PART 20.1 Introducing Prejudice & Racism

Definitions of Prejudice & Racism

A Look at Ourselves

 

PART 20.2 Seeking for a more realistic world view

Thoughts on Superiority

•  Political Outlook

•  Economic Differences

•  Religious Outlook

Effects

 

PART 20.3 Critical Race Theory (CRT)

The Past

Changes

Activism

Personal Testimony

Over-Compensation

Multicultural

There are Differences

Back to CRT

Summary

 

 

 

PART 20.1 Introducing Prejudice & Racism

 

Definitions of Prejudice & Racism: The Internet provides, Prejudice is an assumption or an opinion about someone simply based on that person's membership to a particular group. For example, people can be prejudiced against someone else of a different ethnicity, gender, or religion.” Notice that word ‘against'. Prejudice is negative.

Wikipedia states, Racism  is the belief that groups of humans possess different behavioural traits corresponding to inherited attributes and can be divided based on the  superiority  of one  race  over another.” Again, note the word ‘superiority'.

 

A Look at Ourselves: Let's try to be honest, if we are part of ‘the West' and not in the lower income groups, we are better off than any previous peoples. We are more affluent and we have more possession and we have greater freedom to have, say, travel experiences, than any generation before us. Where the rest of the world has not caught up with these standards of materialism, it is so easy to assess ourselves in comparison to them in a superior way.

 

But it is worse than that for, living in the UK, a life in a culture whose history was steeped in division, of mill owners who employed hundreds, of coal mine owners who equally employed hundreds and partly because they needed to reinvest and build bigger and partly because they felt they earned it as ‘the owner', they became rich while the majority remained poor. Welcome to the fallen world. But we also have a history of privilege, of landed gentry who were given land and privilege by kings and queens in the past for their support. Wealth was accumulated by the few to the detriment of the many (Don't panic I'm not advocating communism!). This is the fallen world and as Christians we have to resist the negativities that come with it, we have to seek for truth about reality.

 

But do we have to feel guilty about this state of affairs, that we belong to an affluent nation (by world standards at least) that has been predominantly white and is accused by the culture activists of suffering ‘white privilege'? Are we to feel bad because so many people in the world are benefitting from technology developments, medical research and much else that came from this country? Even more, should we feel guilty and be constantly apologetic that our nation was involved in the Atlantic slave trade? These are questions we will answer in these next two chapters.

 

 

PART 20.2 Seeking for a more realistic world view

 

Thoughts on Superiority: In the definition above, we noted the words ‘superiority of one race over another' and this is at the heart of the claims of racism behind such organisations such as Black Lives Matter. So let's stop and think about this for a moment and try and obtain a wider perspective, because since the George Floyd murder in 2021, we who are predominantly white have been accused of having this superior attitude in terms of race.

 

Is any ‘race' superior? (Hitler thought the Germans were the master race).
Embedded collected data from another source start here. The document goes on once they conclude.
use bevy::input::mouse::{MouseMotion, MouseScrollUnit, MouseWheel};
use bevy::prelude::*;
use bevy::window::PrimaryWindow;
use bevy_egui::EguiContexts;

use crate::constants::{MAX_ZOOM, MIN_ZOOM};

use super::page::PageDisplay;
use super::params::is_cursor_over_ui;

/// Margin kept around a page when fitting it to the window.
const FIT_MARGIN: f32 = 0.92;

#[derive(Component)]
pub struct ViewerCamera;

#[derive(Component)]
pub struct CameraZoom {
    pub scale: f32,
}

impl Default for CameraZoom {
    fn default() -> Self {
        Self { scale: 1.0 }
    }
}

pub fn spawn_camera(mut commands: Commands) {
    commands.spawn((
        Camera2d,
        ViewerCamera,
        CameraZoom::default(),
        Transform::from_translation(Vec3::new(0.0, 0.0, 1000.0)),
    ));
}

pub fn camera_pan(
    mouse_button: Res<ButtonInput<MouseButton>>,
    mut mouse_motion: MessageReader<MouseMotion>,
    mut camera_query: Query<(&mut Transform, &CameraZoom), With<ViewerCamera>>,
) {
    if !mouse_button.pressed(MouseButton::Middle) {
        mouse_motion.clear();
        return;
    }

    let Ok((mut transform, zoom)) = camera_query.single_mut() else {
        return;
    };

    for event in mouse_motion.read() {
        let delta = event.delta * zoom.scale;
        transform.translation.x -= delta.x;
        transform.translation.y += delta.y;
    }
}

pub fn camera_zoom(
    mut scroll_events: MessageReader<MouseWheel>,
    mut camera_query: Query<&mut CameraZoom, With<ViewerCamera>>,
    mut contexts: EguiContexts,
) {
    // Scrolling a panel must not zoom the page.
    if is_cursor_over_ui(&mut contexts) {
        scroll_events.clear();
        return;
    }

    let Ok(mut zoom) = camera_query.single_mut() else {
        return;
    };

    for event in scroll_events.read() {
        let scroll_amount = match event.unit {
            MouseScrollUnit::Line => event.y * 0.1,
            MouseScrollUnit::Pixel => event.y * 0.001,
        };

        zoom.scale = (zoom.scale * (1.0 - scroll_amount)).clamp(MIN_ZOOM, MAX_ZOOM);
    }
}

pub fn apply_camera_zoom(
    mut camera_query: Query<(&CameraZoom, &mut Projection), (With<ViewerCamera>, Changed<CameraZoom>)>,
) {
    for (zoom, mut projection) in camera_query.iter_mut() {
        if let Projection::Orthographic(ref mut ortho) = *projection {
            ortho.scale = zoom.scale;
        }
    }
}

/// Scale needed to show `page_size` inside `window_size` with a margin.
pub fn fit_scale(page_size: Vec2, window_size: Vec2) -> f32 {
    if page_size.x <= 0.0 || page_size.y <= 0.0 || window_size.x <= 0.0 || window_size.y <= 0.0 {
        return 1.0;
    }
    let scale_x = page_size.x / (window_size.x * FIT_MARGIN);
    let scale_y = page_size.y / (window_size.y * FIT_MARGIN);
    scale_x.max(scale_y).clamp(MIN_ZOOM, MAX_ZOOM)
}

/// Center and fit the camera after a new document was opened.
pub fn fit_camera_to_page(
    mut page: ResMut<PageDisplay>,
    window_query: Query<&Window, With<PrimaryWindow>>,
    mut camera_query: Query<(&mut Transform, &mut CameraZoom), With<ViewerCamera>>,
) {
    if !page.fit_pending || page.world_size == Vec2::ZERO {
        return;
    }
    let Ok(window) = window_query.single() else {
        return;
    };
    let Ok((mut transform, mut zoom)) = camera_query.single_mut() else {
        return;
    };

    transform.translation.x = 0.0;
    transform.translation.y = 0.0;
    zoom.scale = fit_scale(page.world_size, window.size());
    page.fit_pending = false;
}

#[cfg(test)]
mod tests {
    use super::*;

    #[test]
    fn test_fit_scale_uses_limiting_axis() {
        let scale = fit_scale(Vec2::new(1600.0, 2000.0), Vec2::new(1600.0, 1000.0));
        assert!((scale - 2.0 / FIT_MARGIN).abs() < 1e-4);
    }

    #[test]
    fn test_fit_scale_degenerate_sizes() {
        assert_eq!(fit_scale(Vec2::ZERO, Vec2::new(800.0, 600.0)), 1.0);
        assert_eq!(fit_scale(Vec2::new(800.0, 600.0), Vec2::ZERO), 1.0);
    }
}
As human beings who stand before God, no, definitely not. But now move away from the word ‘race' to the word ‘country', what is the truth? Is any one country superior (higher in rank, status, or quality) to another? It depends how you look at it. It requires some serious thought – which is usually absent in culture wars. Let's consider some measuring sticks:

 

1. Political Outlook: Modern culture wars, the more you look into them, have a distinctly left-bias edge to them. In the world at the moment there are two major divisions: democracies versus totalitarian states. The world doesn't like talking about this, that there are countries ruled by a dictator or a ruling elite where vast numbers of people are subservient to that elite who dominate them. These are countries were state-controlled media dominate people's minds. North Korea is probably The classic instant of this.

 

In some quarters it is fashionable to decry democracy. Churchill once said, “ Democracy is the worst form of government, except all those other forms that have been tried from time to time.” The fact that democracy is not applied perfectly when big money gets involved, and morality within the nation is often lacking, shouldn't detract from the fact that the alternatives of totalitarianism so often demonstrate a harsh, manipulative control of subservient peoples and often corruption by those in power who secrete away large sums of money in Swiss banks.

 

2. Economic Differences: Capitalism versus Communism is the primary economic division in the world today, underpinning democracy or totalitarianism. Both have their weaknesses and strengths but the fact of being linked to one or other of those two main political outlooks, is what suggests the former is a wiser approach than the latter, although clearly in the west, within capitalism, there are needs for adjustment to restrict abuses of (financial) power.

 

3. Religious Outlook: There are, we could suggest, three power blocks in the world: a) those nations with a Christian base (which may be more in name than reality), b) those of a world religion base, e.g. Iran with Islam, India with Hinduism, and c) those that purport to be atheistic, primarily communist countries, e.g. Russia, China etc.

 

Effects: As far as the culture wars are concerned, two things should be noted:

i) the totalitarian countries do not permit dissent and such ferment that the culture wars produce

ii) it has been suggested that those totalitarian states help ferment that dissent in order to

•  make Western nations feel guilty and disempowered,

•  while using such accusations to cover up their own human rights abuses.

 

Murrays “The War on the West” admirably documents all of this in great detail, showing the use of racism to demean Western morality and power with guilt, and then use the whole sexuality scene to similarly demean Western morality in the eyes of younger nations. We will use quotes from his substantial chapter on ‘Race'. To see the nature of the war that has become very real throughout society on both sides of the Atlantic, we need to see how life was and now how it has become.

 

 

PART 20.3 Critical Race Theory (CRT)

 

The past: Anyone wishing to understand something of the racial element of modern culture was needs a little understanding of CRT. Traditionally, how things used to be, Murray suggests, was that

outside of academic circles and racist organisations, it was deemed discourteous to lump people together and dismiss them simply because of the colour of their skin. An earlier generation had come because of the colour of their skin was a definition of racism. Add racism had become viewed as among the ugliest of human evils… Then, in the early years of the present century, this began to change…. an upsurge of descriptions of white people in terms that would be used about no other group in society.

 

Changes: He explains its development in America…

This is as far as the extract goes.